I think Ming at least is using different movements and refinishing them to make them more interesting. Additionally I think there are more physical dial variations rather than just printing in different colors. No knock on Kurono fans, just my two cents on why Ming kept me more engaged over time. Also probably cause I'm more of a movement guy than dials.


----------



## singularityseven (May 1, 2020)

My 18.01 doing its best Darth Vader impression:


----------



## RaptorHF (5 mo ago)

The lume on Mings specifically always seem to look so gorgeous.


----------



## TheSeikoGuy (Jul 13, 2020)

17.09 for ming Monday


----------



## singularityseven (May 1, 2020)

TheSeikoGuy said:


> 17.09 for ming Monday
> View attachment 16940942


That's the Burgundy's stock strap right? Looks surprisingly good on the Blue.


----------



## TheSeikoGuy (Jul 13, 2020)

singularityseven said:


> That's the Burgundy's stock strap right? Looks surprisingly good on the Blue.

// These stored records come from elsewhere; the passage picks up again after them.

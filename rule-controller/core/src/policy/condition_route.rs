use super::{Policy, PolicyToClient};
use crate::Kind;
use serde::{Deserialize, Serialize};

/// Filters the providers a consumer may route to.
#[derive(Clone, Debug, Default, PartialEq, Eq, Serialize, Deserialize)]
#[serde(default)]
pub struct ConditionRoute {
    #[serde(skip_serializing_if = "String::is_empty")]
    pub name: String,
    pub spec: Option<ConditionRouteSpec>,
}

#[derive(Clone, Debug, Default, PartialEq, Eq, Serialize, Deserialize)]
#[serde(default, rename_all = "camelCase")]
pub struct ConditionRouteSpec {
    pub priority: i32,
    pub enabled: bool,
    pub force: bool,
    pub runtime: bool,
    pub key: String,
    pub scope: String,
    pub conditions: Vec<String>,
    pub config_version: String,
}

impl Policy for ConditionRoute {
    const KIND: Kind = Kind::ConditionRoute;

    type ToClient<'a> = PolicyToClient<'a, ConditionRouteSpec>;

    fn to_client(&self) -> Option<Self::ToClient<'_>> {
        let spec = self.spec.as_ref()?;
        Some(PolicyToClient {
            name: &self.name,
            spec,
        })
    }
}

#[cfg(test)]
mod tests {
    use super::*;
    use crate::Endpoint;

    #[test]
    fn sent_as_stored() {
        let route = ConditionRoute {
            name: "test2".to_string(),
            spec: Some(ConditionRouteSpec {
                key: "test-key".to_string(),
                scope: "service".to_string(),
                conditions: vec!["method=sayHello => region=hangzhou".to_string()],
                ..Default::default()
            }),
        };
        assert!(route.matches(Some(&Endpoint::default())));

        let json = serde_json::to_string(&route.to_client().unwrap()).unwrap();
        let decoded: ConditionRoute = serde_json::from_str(&json).unwrap();
        assert_eq!(decoded, route);
        assert!(json.contains(r#""configVersion":"""#), "{json}");
    }
}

Yes I think this is the strap the burgundy shipped on. I still prefer the black Alcantara but this is a nice change


----------



## MrBlahBlah (Oct 8, 2015)

sorlou said:


> Great shot. What lighting was it that got the mosaic to show so prominently? Mine doesn't seem to be very visible.


It was in my car under overcast sky. The prominence of the pattern is very light condition dependent 


Sent from my iPad using Tapatalk


----------



## MrBlahBlah (Oct 8, 2015)

jmariorebelo said:


> Goddamn this watch is just insane.
> 
> I still think the minute hand should be longer and reach the minute track.

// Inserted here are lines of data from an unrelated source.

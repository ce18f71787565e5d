use crate::{
    api::{RuleService, RuleServiceServer},
    metrics::{ObserveMetrics, StreamObserver},
    proto, ResolveEndpoint,
};
use futures::prelude::*;
use rule_controller_core::{ObserveRequest, ObserveResponse};
use rule_controller_storage::{ConnectionHandle, EndpointConnection, SendError, SharedStorage};
use tokio::sync::mpsc;
use tracing::{debug, info};

#[derive(Clone, Debug)]
pub struct RuleServer<R> {
    storage: SharedStorage,
    resolver: R,
    metrics: ObserveMetrics,
    response_buffer: usize,
    drain: drain::Watch,
}

/// Adapts an `Observe` call to a storage session.
struct GrpcConnection {
    requests: tokio::sync::Mutex<tonic::Streaming<proto::ObserveRequest>>,
    responses: parking_lot::Mutex<Option<mpsc::Sender<ObserveResponse>>>,
    metrics: ObserveMetrics,
}

/// Closes the storage session when the response stream is dropped.
struct StreamGuard {
    handle: ConnectionHandle,
    observer: StreamObserver,
}

type BoxObserveStream =
    std::pin::Pin<Box<dyn Stream<Item = Result<proto::ObserveResponse, tonic::Status>> + Send>>;

// === impl RuleServer ===

impl<R> RuleServer<R>
where
    R: ResolveEndpoint,
{
    pub fn new(
        storage: SharedStorage,
        resolver: R,
        metrics: ObserveMetrics,
        response_buffer: usize,
        drain: drain::Watch,
    ) -> Self {
        Self {
            storage,
            resolver,
            metrics,
            response_buffer: response_buffer.max(1),
            drain,
        }
    }

    pub fn svc(self) -> RuleServiceServer<Self> {
        RuleServiceServer::new(self)
    }
}

#[async_trait::async_trait]
impl<R> RuleService for RuleServer<R>
where
    R: ResolveEndpoint,
{
    type ObserveStream = BoxObserveStream;

    async fn observe(
        &self,
        req: tonic::Request<tonic::Streaming<proto::ObserveRequest>>,
    ) -> Result<tonic::Response<BoxObserveStream>, tonic::Status> {
        let endpoint = match self.resolver.resolve(req.remote_addr(), req.metadata()) {
            Ok(endpoint) => endpoint,
            Err(error) => {
                info!(%error, "Rejecting client");
                self.metrics.rejected(&error);
                return Err(error.into());
            }
        };
        debug!(id = %endpoint.id, ips = ?endpoint.ips, "Resolved client endpoint");

        let (tx, rx) = mpsc::channel(self.response_buffer);
        let conn = GrpcConnection {
            requests: tokio::sync::Mutex::new(req.into_inner()),
            responses: parking_lot::Mutex::new(Some(tx)),
            metrics: self.metrics.clone(),
        };
        let guard = StreamGuard {
            observer: self.metrics.accepted(),
            handle: self.storage.connect(endpoint, conn),
        };

        Ok(tonic::Response::new(response_stream(
            self.drain.clone(),
            rx,
            guard,
        )))
    }
}

fn response_stream(
    drain: drain::Watch,
    mut rx: mpsc::Receiver<ObserveResponse>,
    guard: StreamGuard,
) -> BoxObserveStream {
    Box::pin(async_stream::try_stream! {
        tokio::pin! {
            let shutdown = drain.signaled();
        }

        loop {
            tokio::select! {
                // The session closes the channel when it disconnects.
                res = rx.recv() => match res {
                    Some(rsp) => {
                        guard.observer.pushed(rsp.kind);
                        yield proto::ObserveResponse::from(rsp);
                    }
                    None => return,
                },

                // If the server starts shutting down, close the stream so that it doesn't hold the
                // server open.
                _ = (&mut shutdown) => {
                    return;
                }
            }
        }
    })
}

// === impl GrpcConnection ===

#[async_trait::async_trait]
impl EndpointConnection for GrpcConnection {
    async fn send(&self, rsp: ObserveResponse) -> Result<(), SendError> {
        let tx = self.responses.lock().clone().ok_or(SendError::Closed)?;
        tx.send(rsp).await.map_err(|_| SendError::Closed)
    }

    async fn recv(&self) -> anyhow::Result<Option<ObserveRequest>> {
        let msg = self.requests.lock().await.message().await?;
        if let Some(req) = &msg {
            self.metrics.request(req);
        }
        Ok(msg.map(Into::into))
    }

    fn disconnect(&self) {
        self.responses.lock().take();
    }
}

// === impl StreamGuard ===

impl Drop for StreamGuard {
    fn drop(&mut self) {
        self.handle.disconnect();
    }
}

Yeah i also kinda wish the minute hand was longer. Nothing is ever perfect! That’s what makes the hobby infuriatingly fun hah


Sent from my iPad using Tapatalk


----------



## MrBlahBlah (Oct 8, 2015)

Some more photos 




























Sent from my iPhone using Tapatalk


----------



## Gazza74 (Jul 27, 2013)

For anyone who has anyone purchased curved spring bars for the 17.09s to use other straps with it, an you share what was the thickness of spring bars needed? I'd like to use an aftermarket strap since the stock one is too short for me, but I see both 1.5 and 1.8mm thick curved spring bars available but not sure which would fit properly.


----------



## Raindrops (Sep 11, 2020)

Gazza74 said:


> For anyone who has anyone purchased curved spring bars for the 17.09s to use other straps with it, an you share what was the thickness of spring bars needed? I'd like to use an aftermarket strap since the stock one is too short for me, but I see both 1.5 and 1.8mm thick curved spring bars available but not sure which would fit properly.


I am using curved straps by Delugs. I am not sure about the thickness of the spring bars though as they come built into the straps.


----------



## Gazza74 (Jul 27, 2013)

Raindrops said:


> I am using curved straps by Delugs. I am not sure about the thickness of the spring bars though as they come built into the straps.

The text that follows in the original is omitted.